When I tried to use “bucketing” with the Iceberg Table, I tried these DBT-Athena configs in the model.
- bucketed_by
- bucket_count
{{
config(
table_type='iceberg',
materialized='incremental',
incremental_strategy='append',
s3_data_naming='schema_table_unique',
on_schema_change='append_new_columns',
bucketed_by=['event_type'],
bucket_count=10,
)
}}
The DBT model was built successfully, but the built model did not have anything related to the bucketing config.
Based on the DBT-Athena documentation, these bucketing configs are ignored if the table_type is Iceberg.
Yep. I did not read the DBT-Athena documentation carefully and missed it.
# ====
# The captured DDL from AWS Athena
# ====
CREATE TABLE ft_staging_analytics.zexperiments_iceberg_with_bucketing (
obj_id string,
event_type string,
event_timestamp timestamp)
LOCATION 's3://<bucket-name>/ft_staging_analytics/zexperiments_iceberg_with_bucketing/deb6f0cf-1c0a-4567-93b4-4ee8426a690a'
TBLPROPERTIES (
'table_type'='iceberg',
'format'='PARQUET',
'write_compression'='ZSTD'
);
Mimic bucketing in Iceberg with bucket partition transformer
The bucketing feature can be mimicked in Apache Iceberg Table with the “bucket” partition transformer.
-- DBT-Athena config
-- partitioned_by is used to specify the list of partition columns.
-- In this example, the `bucket` transformer is used.
{{
config(
table_type='iceberg',
materialized='incremental',
incremental_strategy='append',
s3_data_naming='schema_table_unique',
on_schema_change='append_new_columns',
partitioned_by=['bucket(10, event_type)'],
)
}}
But, they failed to build the DBT model — Iceberg + Bucket Partitioning
The DBT model build failed with the error below.
For further investigation, I got the failed query from AWS Athena’s recent query list. ( It can be fetched from DBT’s complied query as well or DBT’s log )
The query looked ok to me, but AWS Athena did not like the submitted CTAS query.
NVALID_TABLE_PROPERTY: Unable to parse partitioning value: Invalid partition field declaration: bucket(10, event_type)

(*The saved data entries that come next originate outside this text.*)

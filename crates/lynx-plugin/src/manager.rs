//! Extension manager: runs the startup load and hands out the dispatcher.

use std::path::Path;
use std::sync::Arc;

use tracing::{error, info};

use lynx_cache::CacheStore;

use crate::api::injector::CapabilityInjector;
use crate::error::ExtensionError;
use crate::hooks::dispatcher::HookDispatcher;
use crate::hooks::registry::HookRegistry;
use crate::isolation::{Failure, isolate};
use crate::loader::{ArtifactOpener, ExtensionArtifact, discover};
use crate::registry::{ExtensionRecord, LoadFailure, LoadSummary};

/// Loads every extension once at startup and owns the resulting registry.
///
/// Loading is single-threaded. Once a dispatcher has been handed out the
/// registry is shared and further loads copy it first, so dispatchers never
/// observe a change.
pub struct ExtensionManager {
    injector: CapabilityInjector,
    opener: Box<dyn ArtifactOpener>,
    hooks: Arc<HookRegistry>,
    summary: LoadSummary,
}

impl std::fmt::Debug for ExtensionManager {
    fn fmt(&self, f: &mut std::fmt::Formatter<'_>) -> std::fmt::Result {
        f.debug_struct("ExtensionManager")
            .field("injector", &self.injector)
            .field("summary", &self.summary)
            .finish()
    }
}

impl ExtensionManager {
    /// Creates a manager with an empty registry.
    pub fn new(injector: CapabilityInjector, opener: impl ArtifactOpener + 'static) -> Self {
        Self {
            injector,
            opener: Box::new(opener),
            hooks: Arc::new(HookRegistry::new()),
            summary: LoadSummary::new(),
        }
    }

    /// Discovers the artifacts in `dir` and loads them in file-name order.
    ///
    /// Fails only if the directory cannot be created or listed. A failing
    /// extension is logged, recorded in [`failures`](Self::failures) and
    /// skipped.
    pub fn load_all(&mut self, dir: &Path, suffix: &str) -> Result<&LoadSummary, ExtensionError> {
        let artifacts = discover(dir, suffix)?;
        info!(dir = %dir.display(), count = artifacts.len(), "Loading extensions");
        Ok(self.load_artifacts(artifacts))
    }

    /// Loads `artifacts` in the order given.
    pub fn load_artifacts(&mut self, artifacts: Vec<ExtensionArtifact>) -> &LoadSummary {
        for artifact in artifacts {
            match self.load_one(&artifact) {
                Ok(record) => {
                    info!(
                        extension = %record.name,
                        hooks = record.hooks.len(),
                        work_dir = %record.work_dir.display(),
                        "Extension loaded"
                    );
                    self.summary.record_loaded(record);
                }
                Err(failure) => {
                    error!(
                        extension = %artifact.name,
                        source = %artifact.path.display(),
                        error = %failure,
                        trace = failure.trace.as_deref().unwrap_or(""),
                        "Extension failed to load, skipping"
                    );
                    self.summary.record_failed(LoadFailure {
                        name: artifact.name.clone(),
                        source: artifact.path.clone(),
                        message: failure.to_string(),
                        trace: failure.trace,
                    });
                }
            }
        }

        info!(
            loaded = self.summary.loaded().len(),
            failed = self.summary.failed().len(),
            "Extension load complete"
        );
        &self.summary
    }

    fn load_one(&mut self, artifact: &ExtensionArtifact) -> Result<ExtensionRecord, Failure> {
        let mut ctx = self.injector.prepare(artifact).map_err(setup_failure)?;

        let extension = isolate(|| Ok(self.opener.open(artifact)?))?;
        isolate(|| extension.register(&mut ctx))?;

        let identity = ctx.identity().clone();
        let hooks = Arc::make_mut(&mut self.hooks).commit(ctx.into_registrar());

        Ok(ExtensionRecord {
            name: identity.name,
            source: identity.source,
            work_dir: identity.work_dir,
            hooks,
        })
    }

    /// Extensions that loaded, in load order.
    pub fn extensions(&self) -> &[ExtensionRecord] {
        self.summary.loaded()
    }

    /// Extensions that were skipped.
    pub fn failures(&self) -> &[LoadFailure] {
        self.summary.failed()
    }

    /// The whole load outcome.
    pub fn summary(&self) -> &LoadSummary {
        &self.summary
    }

    /// The hook registry built so far.
    pub fn registry(&self) -> &Arc<HookRegistry> {
        &self.hooks
    }

    /// A dispatcher over the current registry.
    pub fn dispatcher(&self) -> HookDispatcher {
        HookDispatcher::new(Arc::clone(&self.hooks))
    }

    /// The shared cache store.
    pub fn cache(&self) -> &Arc<CacheStore> {
        self.injector.cache()
    }
}

fn setup_failure(err: ExtensionError) -> Failure {
    Failure {
        message: err.to_string(),
        trace: None,
        panicked: false,
    }
}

-- Captured the failed query from AWS Athena's recent query list
-- The `bucket_name` is one I replaced to hide my info.
create table "ft_staging_analytics"."zexperiments_iceberg_with_bucketing"
with (
table_type='iceberg',
is_external=false,
location='s3://<bucket_name>/ft_staging_analytics/zexperiments_iceberg_with_bucketing/766ab2f4-41be-4f6c-847f-27dc0542ffb7',
partitioning=ARRAY['bucket(10, event_type)'],
format='parquet'
)
as
SELECT
obj_id,
event_type,
CAST(event_timestamp AS TIMESTAMP(6)) AS event_timestamp
FROM source_table
Re-tried with CREATE TABLE syntax: AWS Athena + Iceberg + bucket partition transformer
I got curious if there was any syntax issue in using the bucket
partition transformer. Therefore, I built a “CREATE TABLE” statement to test the bucket
partition transformer.
The “CREATE TABLE” statement worked with the bucket(10, event_type)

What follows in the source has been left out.